Nach einem ausgeglichenen Start übernahm Pegula im fünften Spiel des ersten Satzes die Kontrolle, als sie den ersten Breakpunkt des Spiels erzielte, indem Starodubtseva einen Vorhand weit ins Aus schlug.
Die Ukrainerin rettete diesen Punkt, geriet jedoch schnell wieder in Schwierigkeiten und gab Pegula mit einem überhasteten Return erneut einen Breakpunkt, den die Amerikanerin für eine 3:2-Führung verwandelte.

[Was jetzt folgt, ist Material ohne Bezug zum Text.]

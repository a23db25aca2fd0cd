//! Widget registry: what each widget type knows how to do.
//!
//! Each widget type is described by a [`WidgetLogic`] implementation that
//! optionally exposes a [`Scorer`] and an [`InputValidator`]. The registry is
//! an ordinary value built once at startup (usually with
//! [`WidgetRegistry::with_builtin_widgets`]) and passed to every scoring
//! entry point through a [`ScoreContext`].
//!
//! Lookups for unknown widget types never fail. They fall back to "not
//! scoreable", identity public options, empty default options, and the
//! `default` alignment.

use std::sync::Arc;

use indexmap::IndexMap;
use serde_json::Value;
use tracing::warn;

use crate::error::Result;
use crate::types::{Alignment, Score, UserInput, WidgetInfo, WidgetOptions};
use crate::widgets;

/// Everything a scorer or validator may need beyond its own inputs.
#[derive(Clone, Copy)]
pub struct ScoreContext<'a> {
    /// Registry used to resolve nested widgets in groups
    pub registry: &'a WidgetRegistry,
    /// Locale of the learner, for number formatting
    pub locale: &'a str,
}

impl<'a> ScoreContext<'a> {
    pub fn new(registry: &'a WidgetRegistry, locale: &'a str) -> Self {
        Self { registry, locale }
    }
}

/// Grades learner input against a widget's rubric.
///
/// Missing input (`None`) or input of the wrong shape must produce
/// [`Score::Invalid`], never an error. Errors are reserved for rubrics that
/// lack the data needed to grade at all. Implementations must not mutate
/// their arguments.
pub trait Scorer: Send + Sync {
    fn score(
        &self,
        input: Option<&UserInput>,
        options: &WidgetOptions,
        ctx: &ScoreContext<'_>,
    ) -> Result<Score>;
}

/// Decides whether input is complete enough to be scored.
///
/// Returns `None` when the input may be scored, or an invalid [`Score`]
/// explaining why not. An invalid score without a message means "empty".
pub trait InputValidator: Send + Sync {
    fn validate(
        &self,
        input: Option<&UserInput>,
        options: &WidgetOptions,
        ctx: &ScoreContext<'_>,
    ) -> Option<Score>;
}

/// Behavior of one widget type.
pub trait WidgetLogic: Send + Sync {
    /// Widget type name, e.g. `"radio"`
    fn name(&self) -> &str;

    /// Scorer, if the widget is graded
    fn scorer(&self) -> Option<&dyn Scorer> {
        None
    }

    /// Validator, if the widget can be left unanswered
    fn validator(&self) -> Option<&dyn InputValidator> {
        None
    }

    /// Options safe to send to a learner's device: answers removed.
    fn public_options(&self, options: &WidgetOptions) -> Result<Value> {
        Ok(serde_json::to_value(options)?)
    }

    /// Options a newly authored widget starts with.
    fn default_options(&self) -> Value {
        Value::Object(Default::default())
    }

    fn default_alignment(&self) -> Option<Alignment> {
        None
    }

    fn supported_alignments(&self) -> Vec<Alignment> {
        vec![Alignment::Default]
    }

    /// Whether the widget is usable with assistive technology.
    fn accessible(&self) -> bool {
        false
    }
}

/// Registry of widget behaviors keyed by widget type.
#[derive(Clone, Default)]
pub struct WidgetRegistry {
    widgets: IndexMap<String, Arc<dyn WidgetLogic>>,
}

impl WidgetRegistry {
    /// Create a new empty registry
    pub fn new() -> Self {
        Self::default()
    }

    /// Registry populated with every built-in widget.
    pub fn with_builtin_widgets() -> Self {
        let mut registry = Self::new();
        for logic in widgets::builtin_widgets() {
            registry.register(logic);
        }
        registry
    }

    /// Register a widget type. Registering a type again replaces it.
    pub fn register(&mut self, logic: Arc<dyn WidgetLogic>) {
        let name = logic.name().to_string();
        if self.widgets.contains_key(&name) {
            warn!(widget_type = %name, "Widget type already registered, overwriting");
        }
        self.widgets.insert(name, logic);
    }

    /// Get the logic for a widget type
    pub fn get(&self, widget_type: &str) -> Option<&dyn WidgetLogic> {
        self.widgets.get(widget_type).map(|logic| logic.as_ref())
    }

    /// Check if a widget type is registered
    pub fn is_registered(&self, widget_type: &str) -> bool {
        self.widgets.contains_key(widget_type)
    }

    /// Registered widget types, in registration order
    pub fn widget_types(&self) -> Vec<&str> {
        self.widgets.keys().map(String::as_str).collect()
    }

    pub fn scorer(&self, widget_type: &str) -> Option<&dyn Scorer> {
        self.get(widget_type).and_then(|logic| logic.scorer())
    }

    pub fn validator(&self, widget_type: &str) -> Option<&dyn InputValidator> {
        self.get(widget_type).and_then(|logic| logic.validator())
    }

    /// Public options for a widget; unregistered types are passed through.
    pub fn public_widget_options(&self, widget: &WidgetInfo) -> Result<Value> {
        match self.get(&widget.widget_type) {
            Some(logic) => logic.public_options(&widget.options),
            None => Ok(serde_json::to_value(&widget.options)?),
        }
    }

    pub fn default_widget_options(&self, widget_type: &str) -> Value {
        self.get(widget_type)
            .map(|logic| logic.default_options())
            .unwrap_or_else(|| Value::Object(Default::default()))
    }

    pub fn default_alignment(&self, widget_type: &str) -> Option<Alignment> {
        self.get(widget_type).and_then(|logic| logic.default_alignment())
    }

    pub fn supported_alignments(&self, widget_type: &str) -> Vec<Alignment> {
        self.get(widget_type)
            .map(|logic| logic.supported_alignments())
            .unwrap_or_else(|| vec![Alignment::Default])
    }

    pub fn is_accessible(&self, widget_type: &str) -> bool {
        self.get(widget_type).is_some_and(|logic| logic.accessible())
    }
}

impl std::fmt::Debug for WidgetRegistry {
    fn fmt(&self, f: &mut std::fmt::Formatter<'_>) -> std::fmt::Result {
        f.debug_struct("WidgetRegistry")
            .field("widgets", &self.widget_types())
            .finish()
    }
}

#[cfg(test)]
mod tests {
    use super::*;
    use serde_json::json;

    struct AlwaysCorrect;

    impl Scorer for AlwaysCorrect {
        fn score(
            &self,
            _input: Option<&UserInput>,
            _options: &WidgetOptions,
            _ctx: &ScoreContext<'_>,
        ) -> Result<Score> {
            Ok(Score::correct())
        }
    }

    struct Custom;

    impl WidgetLogic for Custom {
        fn name(&self) -> &str {
            "custom"
        }

        fn scorer(&self) -> Option<&dyn Scorer> {
            Some(&AlwaysCorrect)
        }
    }

    #[test]
    fn test_register_and_lookup() {
        let mut registry = WidgetRegistry::new();
        assert!(!registry.is_registered("custom"));

        registry.register(Arc::new(Custom));
        assert!(registry.is_registered("custom"));
        assert!(registry.scorer("custom").is_some());
        assert!(registry.validator("custom").is_none());
        assert_eq!(registry.widget_types(), vec!["custom"]);
    }

    #[test]
    fn test_reregistration_overwrites() {
        let mut registry = WidgetRegistry::new();
        registry.register(Arc::new(Custom));
        registry.register(Arc::new(Custom));
        assert_eq!(registry.widget_types().len(), 1);
    }

    #[test]
    fn test_fallbacks_for_unknown_types() {
        let registry = WidgetRegistry::new();
        let widget = WidgetInfo::new(WidgetOptions::Other(json!({"url": "a.png"})));

        assert!(registry.scorer("image").is_none());
        assert_eq!(registry.public_widget_options(&widget).unwrap(), json!({"url": "a.png"}));
        assert_eq!(registry.default_widget_options("image"), json!({}));
        assert_eq!(registry.supported_alignments("image"), vec![Alignment::Default]);
        assert!(!registry.is_accessible("image"));
    }

    #[test]
    fn test_builtin_widgets_are_scoreable() {
        let registry = WidgetRegistry::with_builtin_widgets();
        for widget_type in [
            "radio",
            "dropdown",
            "numeric-input",
            "input-number",
            "sorter",
            "orderer",
            "interactive-graph",
            "group",
            "graded-group",
        ] {
            assert!(registry.scorer(widget_type).is_some(), "{widget_type}");
        }
        assert!(registry.scorer("free-response").is_none());
        assert!(registry.validator("free-response").is_some());
    }
}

Nachdem sie auf 4-2 gegangen war, zog Pegula dann mit einem Doppelbreak davon, da mehr unforced errors von Starodubtseva teuer zu stehen kamen.
Nachdem sie den Satz bequem durchgespielt hatte, war Pegula bald in der Offensive im zweiten Satz und brach Starodubtseva zum dritten Mal, um mit 1-0 in Führung zu gehen.
Starodubtseva begann schließlich im nächsten Spiel etwas Druck auszuüben und erspielte sich zweimal Breakbälle.
Aber Pegula schlug die Tür zu, hielt zum 2-0 und baute den Vorteil weiter aus, indem sie erneut zum 3-0 brach.
Ein weiteres Break ließ sie mit 5-0 in Führung gehen und zum Matchaufschlag ansetzen. Starodubtseva zeigte schließlich etwas Widerstand, um drei Matchbälle abzuwehren und ihr erstes Break zum 5-1 zu erzielen.
Aber Pegula machte keinen Fehler in ihrem nächsten Aufschlagspiel, hielt zum Liebesdienst und sicherte sich den Sieg.